I was going to post asking about the ice cream before. I've heard of freeze dried ice cream on several occasions, there are even places you can buy it here on earth. I have no idea how the process works, but it makes ice cream that does not need to be frozen.

As for the iPods, I'm sure that's a technicality. They are a bit paranoid about safety up there since you can't just dial 911 in an emergency and get help on the way in 9 minutes. They probably remove the batteries and then attach them to the external packs you can buy around here, that take four AA batteries.

It's also very likely they have an alternate adapter to jack into the ISS's grid to power it, a bit like a cigarette lighter jack but something smaller I'm sure. The batteries are probably only needed when they are inconveniently away from an outlet, or say out on a space walk.

I bet they have even more stringent requirements though for what you can take on your person when on a space walk. It would not surprise me if ipods are barred. And for some of those 8 and 11 hour marathon walks we hear about from time to time, that's gotta be a bummer.

I'm surprised this article gave so few details though - I've heard offhand of numerous other issues I was expecting to read about in this article. It had all of what, five interesting factoids? Lets hear about

- toilets
- showers
- drinking liquids
- anything to reduce weight on liftoff, like hair cutting
- I wonder if there's an "in case of emergency" bean-o pack on board? heh... y'know, one recirculating air system and all...
- the sorrid details of a long space walk. how do you drink? anything for food in 8-11 hr walks? yes, you get to wear a diaper and WILL be using it, etc
- stories of what happens when an astronaut gets sick - flu etc. I recall someone on Appolo getting appendicitis in mission.
- do astronauts sign an agreement not to have sex while up there? or how was that addressed? you know they had something to say about it.
- personal limitations? we saw max height mentioned, but is there a minimum? how about weight? (of course!) are implants ok? glasses barred am guessing? are contacts ok? medical history? I assume the same rules of being a pilot apply, plus more, as far as medical are concerned. Minimum strength requirements?
- what is their contingency plan for if an astronaut dies while up there? (aneurism, accident, whatever) Again you KNOW they have an action plan for this because they HAVE TO. Do they keep body bag(s) on board or just gonna wrap the body in a lot of duct tape?
- cross training? I have to assume all astronauts have at least basic knowledge of 100% of the critical systems?

That article is soooo lacking.

Re:I weep for national news services (3, Insightful)

TubeSteak (669689) | more than 6 years ago | (#22760432)

I also find it hard to believe that the standard battery on an iPod is going to suddenly going to turn into an explosive device if they take it into space. That sounds like more of a bureaucratic oversight than anything else.
FTFA: "Though iPods can fly on the space shuttle, when the shuttle docks to the space station, iPods can't cross over the hatch because they haven't been certified to fly on the space station yet."
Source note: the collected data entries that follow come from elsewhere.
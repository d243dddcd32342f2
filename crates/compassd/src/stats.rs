//! Aggregate verification statistics for the health endpoint.

use serde::{Deserialize, Serialize};

use compass_common::Decision;

/// Running tallies over every verification that completed.
#[derive(Debug, Default)]
pub struct VerificationStats {
    count: u64,
    total_processing_ms: u64,
    accepted: u64,
    revised: u64,
    escalated: u64,
}

/// Point-in-time copy for the health endpoint.
#[derive(Debug, Clone, Serialize, Deserialize)]
#[serde(rename_all = "camelCase")]
pub struct VerificationStatsSnapshot {
    pub verified_count: u64,
    pub avg_processing_ms: u64,
    pub accepted: u64,
    pub revised: u64,
    pub escalated: u64,
}

impl VerificationStats {
    pub fn record(&mut self, decision: Decision, processing_ms: u64) {
        self.count += 1;
        self.total_processing_ms += processing_ms;
        match decision {
            Decision::Accept => self.accepted += 1,
            Decision::Revise => self.revised += 1,
            Decision::Escalate => self.escalated += 1,
        }
    }

    pub fn snapshot(&self) -> VerificationStatsSnapshot {
        VerificationStatsSnapshot {
            verified_count: self.count,
            avg_processing_ms: if self.count == 0 {
                0
            } else {
                self.total_processing_ms / self.count
            },
            accepted: self.accepted,
            revised: self.revised,
            escalated: self.escalated,
        }
    }
}

#[cfg(test)]
mod tests {
    use super::*;

    #[test]
    fn test_empty_snapshot() {
        let stats = VerificationStats::default();
        let snapshot = stats.snapshot();
        assert_eq!(snapshot.verified_count, 0);
        assert_eq!(snapshot.avg_processing_ms, 0);
    }

    #[test]
    fn test_record_and_average() {
        let mut stats = VerificationStats::default();
        stats.record(Decision::Accept, 100);
        stats.record(Decision::Revise, 300);
        stats.record(Decision::Escalate, 200);

        let snapshot = stats.snapshot();
        assert_eq!(snapshot.verified_count, 3);
        assert_eq!(snapshot.avg_processing_ms, 200);
        assert_eq!(snapshot.accepted, 1);
        assert_eq!(snapshot.revised, 1);
        assert_eq!(snapshot.escalated, 1);
    }
}
//! Local Ollama driver.
//!
//! Keeps a self-hosted fallback in the order so guidance stays available
//! when hosted vendors are down. No authentication.

use async_trait::async_trait;
use serde::{Deserialize, Serialize};
use std::time::Instant;
use tracing::{debug, warn};

use compass_common::{ChatMessage, GuidanceRequest, ProviderCallResult, ProviderErrorKind};

use crate::config::OllamaConfig;
use crate::prompts;
use crate::providers::{classify_status, classify_transport, ProviderAdapter, DRIVER_HTTP_TIMEOUT};

#[derive(Debug, Serialize)]
struct OllamaChatRequest<'a> {
    model: &'a str,
    messages: &'a [ChatMessage],
    stream: bool,
    options: OllamaOptions,
}

#[derive(Debug, Serialize)]
struct OllamaOptions {
    num_predict: u32,
    temperature: f32,
}

#[derive(Debug, Deserialize)]
struct OllamaChatResponse {
    message: OllamaResponseMessage,
}

#[derive(Debug, Deserialize)]
struct OllamaResponseMessage {
    #[serde(default)]
    content: String,
}

pub struct OllamaDriver {
    http_client: reqwest::Client,
    base_url: String,
    model: String,
}

impl OllamaDriver {
    pub fn new(config: &OllamaConfig) -> Self {
        Self {
            http_client: reqwest::Client::builder()
                .timeout(DRIVER_HTTP_TIMEOUT)
                .build()
                .unwrap_or_default(),
            base_url: config.base_url.trim_end_matches('/').to_string(),
            model: config.model.clone(),
        }
    }
}

#[async_trait]
impl ProviderAdapter for OllamaDriver {
    fn id(&self) -> &str {
        "ollama"
    }

    async fn complete(&self, request: &GuidanceRequest) -> ProviderCallResult {
        let started = Instant::now();
        let elapsed_ms = |s: Instant| s.elapsed().as_millis() as u64;

        let messages = prompts::build_messages(request);
        let body = OllamaChatRequest {
            model: &self.model,
            messages: &messages,
            stream: false,
            options: OllamaOptions {
                num_predict: request.params.max_tokens,
                temperature: request.params.temperature,
            },
        };

        let url = format!("{}/api/chat", self.base_url);
        debug!("[>]  ollama call [{}]", self.model);

        let response = match self.http_client.post(&url).json(&body).send().await {
            Ok(response) => response,
            Err(e) => {
                let kind = classify_transport(&e);
                warn!("[-]  ollama transport error: {}", e);
                return ProviderCallResult::failure(self.id(), kind, elapsed_ms(started));
            }
        };

        if !response.status().is_success() {
            let kind = classify_status(response.status());
            warn!("[-]  ollama returned {}", response.status());
            return ProviderCallResult::failure(self.id(), kind, elapsed_ms(started));
        }

        let parsed: OllamaChatResponse = match response.json().await {
            Ok(parsed) => parsed,
            Err(e) => {
                warn!("[-]  ollama response unparsable: {}", e);
                return ProviderCallResult::failure(
                    self.id(),
                    ProviderErrorKind::MalformedResponse,
                    elapsed_ms(started),
                );
            }
        };

        if parsed.message.content.trim().is_empty() {
            ProviderCallResult::failure(
                self.id(),
                ProviderErrorKind::MalformedResponse,
                elapsed_ms(started),
            )
        } else {
            ProviderCallResult::success(self.id(), parsed.message.content, elapsed_ms(started))
        }
    }
}

#[cfg(test)]
mod tests {
    use super::*;

    #[test]
    fn test_response_parsing() {
        let json = r#"{"message":{"role":"assistant","content":"guidance"}}"#;
        let parsed: OllamaChatResponse = serde_json::from_str(json).unwrap();
        assert_eq!(parsed.message.content, "guidance");
    }

    #[test]
    fn test_request_serialisation() {
        let messages = vec![ChatMessage::user("hello")];
        let body = OllamaChatRequest {
            model: "qwen2.5:7b-instruct",
            messages: &messages,
            stream: false,
            options: OllamaOptions {
                num_predict: 700,
                temperature: 0.2,
            },
        };
        let json = serde_json::to_string(&body).unwrap();
        assert!(json.contains("\"stream\":false"));
        assert!(json.contains("\"num_predict\":700"));
    }
}
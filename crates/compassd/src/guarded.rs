//! Guarded provider client.
//!
//! Attempts providers strictly in priority order, one at a time. Each
//! attempt is bounded by a fixed wall-clock timeout, so the whole call
//! stage is bounded by providers x per-attempt timeout. A provider that
//! keeps failing is skipped via its circuit breaker until the cool-down
//! passes.

use std::collections::HashMap;
use std::sync::{Arc, Mutex};
use std::time::{Duration, Instant};
use tracing::{debug, info, warn};

use compass_common::{GuidanceError, GuidanceRequest, ProviderCallResult};

use crate::circuit::{CircuitBreaker, CircuitState};
use crate::config::{BreakerConfig, ProvidersConfig};
use crate::providers::ProviderAdapter;

pub struct GuardedClient {
    providers: Vec<Arc<dyn ProviderAdapter>>,
    breakers: Mutex<HashMap<String, CircuitBreaker>>,
    attempt_timeout: Duration,
    breaker_config: BreakerConfig,
}

impl GuardedClient {
    pub fn new(
        providers: Vec<Arc<dyn ProviderAdapter>>,
        providers_config: &ProvidersConfig,
        breaker_config: &BreakerConfig,
    ) -> Self {
        Self {
            providers,
            breakers: Mutex::new(HashMap::new()),
            attempt_timeout: Duration::from_millis(providers_config.attempt_timeout_ms),
            breaker_config: breaker_config.clone(),
        }
    }

    pub fn provider_count(&self) -> usize {
        self.providers.len()
    }

    /// Breaker state for introspection; `Closed` for unseen providers.
    pub fn breaker_state(&self, provider_id: &str) -> CircuitState {
        self.breakers
            .lock()
            .expect("breaker lock poisoned")
            .get(provider_id)
            .map(|breaker| breaker.state())
            .unwrap_or(CircuitState::Closed)
    }

    /// Try each provider in order until one succeeds. Never runs two
    /// providers in parallel: the latency bound comes from per-attempt
    /// timeouts, and sequential attempts avoid duplicate billed calls.
    pub async fn call(&self, request: &GuidanceRequest) -> Result<ProviderCallResult, GuidanceError> {
        if self.providers.is_empty() {
            return Err(GuidanceError::AllProvidersExhausted);
        }

        for provider in &self.providers {
            let id = provider.id().to_string();

            if self.breaker_open(&id) {
                debug!("[C]  Circuit open for '{}', skipping", id);
                continue;
            }

            let started = Instant::now();
            match tokio::time::timeout(self.attempt_timeout, provider.complete(request)).await {
                Ok(result) if result.succeeded => {
                    self.record(&id, true);
                    info!(
                        "[+]  Provider '{}' answered in {}ms",
                        id,
                        started.elapsed().as_millis()
                    );
                    return Ok(result);
                }
                Ok(result) => {
                    self.record(&id, false);
                    warn!(
                        "[-]  Provider '{}' failed ({:?}), trying next",
                        id, result.error_kind
                    );
                }
                Err(_elapsed) => {
                    self.record(&id, false);
                    warn!(
                        "[-]  Provider '{}' timed out after {}ms, trying next",
                        id,
                        self.attempt_timeout.as_millis()
                    );
                }
            }
        }

        warn!("[-]  Every provider exhausted or open");
        Err(GuidanceError::AllProvidersExhausted)
    }

    fn breaker_open(&self, provider_id: &str) -> bool {
        let mut breakers = self.breakers.lock().expect("breaker lock poisoned");
        breakers
            .entry(provider_id.to_string())
            .or_insert_with(|| self.new_breaker())
            .is_open()
    }

    fn record(&self, provider_id: &str, success: bool) {
        let mut breakers = self.breakers.lock().expect("breaker lock poisoned");
        let breaker = breakers
            .entry(provider_id.to_string())
            .or_insert_with(|| self.new_breaker());
        if success {
            breaker.record_success();
        } else {
            breaker.record_failure();
        }
    }

    fn new_breaker(&self) -> CircuitBreaker {
        CircuitBreaker::new(
            self.breaker_config.failure_threshold,
            Duration::from_secs(self.breaker_config.window_secs),
            Duration::from_secs(self.breaker_config.cooldown_secs),
        )
    }
}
It's not a "bureaucratic oversight".
NASA hasn't certified (those) lithium batteries for space.
And NASA hasn't certified iPods for use on the space station.
If it isn't tested, it doesn't fly.

It may seem like bureaucratic red tape, but that kind of meticulousness is what keeps the space program so safe.
On the upside, at least astronauts get to have iPods with replaceable batteries.

Space, (1, Redundant)

Daimanta (1140543) | more than 6 years ago | (#22759982)

It's really really really really really really big.

Re:Space, (4, Funny)

plover (150551) | more than 6 years ago | (#22760408)

Space is big
Space is dark
It's hard to find
A place to park
Burma Shave

WIN a FREE TRIP in SPACE! EMAIL MASSJUNK@GMAIL.COM (1)

massjunk956 (1237948) | more than 6 years ago | (#22760000)

WIN a FREE TRIP in SPACE! email us at MASSJUNK@GMAIL.COM [mailto]

No fans (0)

Anonymous Coward | more than 6 years ago | (#22760004)

fortunately they dont have fans, coz when the shit hits it in space. oooh man!

No laundry (5, Funny)

GersonK (541726) | more than 6 years ago | (#22760010)

"Their T-shirts, socks and underwear have a special silver thread lining that absorbs odor and keeps items wearable longer." "Now this is made from a space-age fabric specially designed for Elvis. Sweat actually cleans this suit!"

Re:No laundry (2, Funny)

Anonymous Coward | more than 6 years ago | (#22760388)

Elvis? Psst. Chuck Norris needs no special underwear: He sweats fabric softener.

Silver-lining Laundry (5, Funny)

GWLlosa (800011) | more than 6 years ago | (#22760026)

So they have laundry that is special treated to go for weeks without being washed. Is it a bad sign that my first thought is "Man, if I had that, I wouldnt' have to do my own laundry so often! Where can I order some?!"

Re:Silver-lining Laundry (1)

Anonymous Coward | more than 6 years ago | (#22760124)

Is it a bad sign

No, the real bad sign is that you're browsing Slashdot when you're supposed to pay attention to the raid.

Re:Silver-lining Laundry (2, Funny)

BenBoy (615230) | more than 6 years ago | (#22760318)

Bad sign? For you, no. For your significant other ye... oh wait, slashdot, right. Call me if you find em...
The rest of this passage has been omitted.